Il tratto finale è stato dominato da ripartenze e scelte al box che hanno inciso sull’ordine d’arrivo. Durante l’ultimo restart Reddick sembrava aver perso qualcosa in termini di ritmo, ma ha recuperato progressivamente grazie a un set-up efficace e a traiettorie precise. La rimonta ha preso forma quando è riuscito a sfruttare un piccolo errore del rivale, trasformando quella che sembrava una difficoltà in un’opportunità. In queste situazioni il valore dell’assetto e della gestione degli pneumatici diventa cruciale: piccoli margini di grip possono tradursi in decimi che, in un finale così serrato, bastano a decidere il vincitore.

La rimonta finale

Il sorpasso decisivo è arrivato nell’overtime dopo un periodo di intenso pressing da parte del #45. Kyle Larson aveva accumulato un leggero vantaggio al penultimo giro, ma l’attacco finale di Reddick è stato rapido e chirurgico. La capacità di sfruttare i rettilinei, combinata con un’ottima trazione in uscita dalle curve, ha permesso al pilota di 23XI Racing di infilare lo spazio necessario per prendere la testa. In pista, oltre alla tecnica individuale, contano le chiamate strategiche del muretto ai box: tempismo nei pit stop e scelte sulle mescole hanno fatto la differenza nella fase calda della corsa.

Strategie e restart

I restart in NASCAR sono momenti ad alta probabilità di sorpasso e collisione, dove la posizione sulla griglia e le scelte tattiche si amplificano. In questa gara, alcuni piloti hanno sfruttato l’effetto scia e le diverse linee di percorrenza per avanzare più posizioni, mentre altri hanno perso vantaggio dopo soste non perfette. La gestione dell’aria aerodinamica tra vetture ravvicinate è fondamentale: chi trova la scia giusta ottiene un guadagno immediato sui rettilinei. La combinazione di strategia, abilità al volante e condizioni della pista ha determinato il destino dei contendenti nel finale.

Classifica e protagonisti

Al traguardo Tyler Reddick ha preceduto Kyle Larson, mentre la terza posizione è andata a Chase Briscoe della Joe Gibbs Racing. Denny Hamlin e Larson si erano alternati nelle vittorie di stage, mostrando una competitività costante, e alla fine Hamlin si è piazzato quarto. Dietro ai primi cinque si sono classificati piloti come Bubba Wallace, Brad Keselowski e William Byron, a testimonianza dell’equilibrio tra scuderie e modelli: Toyota, Chevrolet e Ford hanno tutte avuto rappresentanti nella zona punti. La classifica finale riflette una gara combattuta dove i dettagli hanno deciso l’ordine d’arrivo.

Prospettive e prossimo impegno

L’attenzione ora si sposta sulla prossima tappa, il noto Jack Link’s 500 sul Talladega Superspeedway, circuito celebre per il suo caos e le partenze in grande gruppo.
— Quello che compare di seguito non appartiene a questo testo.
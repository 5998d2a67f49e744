//! Stable exit codes for the `casa` binary.

/// The session quit normally (or the command succeeded).
pub const OK: i32 = 0;
/// Invalid config, I/O failure or other error.
pub const FAILED: i32 = 1;
/// Input ended while a dialog, confirmation or unsaved work was still pending.
pub const INTERRUPTED: i32 = 2;
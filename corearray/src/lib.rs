#![doc = include_str!("../README.md")]

pub mod error;
pub mod ffi;
pub mod ids;
pub mod types;

// Re-export core public API at crate root.
pub use error::{Error, Result};
pub use ffi::{RawArrayFns, RawIdArray};
pub use ids::{Id, IdArray, IdSource};
pub use types::WindowOptions;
I superspeedway mettono in luce l’imprevedibilità della NASCAR Cup Series: le scie, i drafting pack e la necessità di restare sempre lucidi rendono le gare su questi tracciati molto diverse rispetto a Kansas. Per i protagonisti come Reddick, mantenere lo slancio di vittorie significa confermare la competitività del team anche in condizioni molto diverse, mentre gli avversari cercheranno di sfruttare le peculiarità di Talladega per ribaltare i verdetti.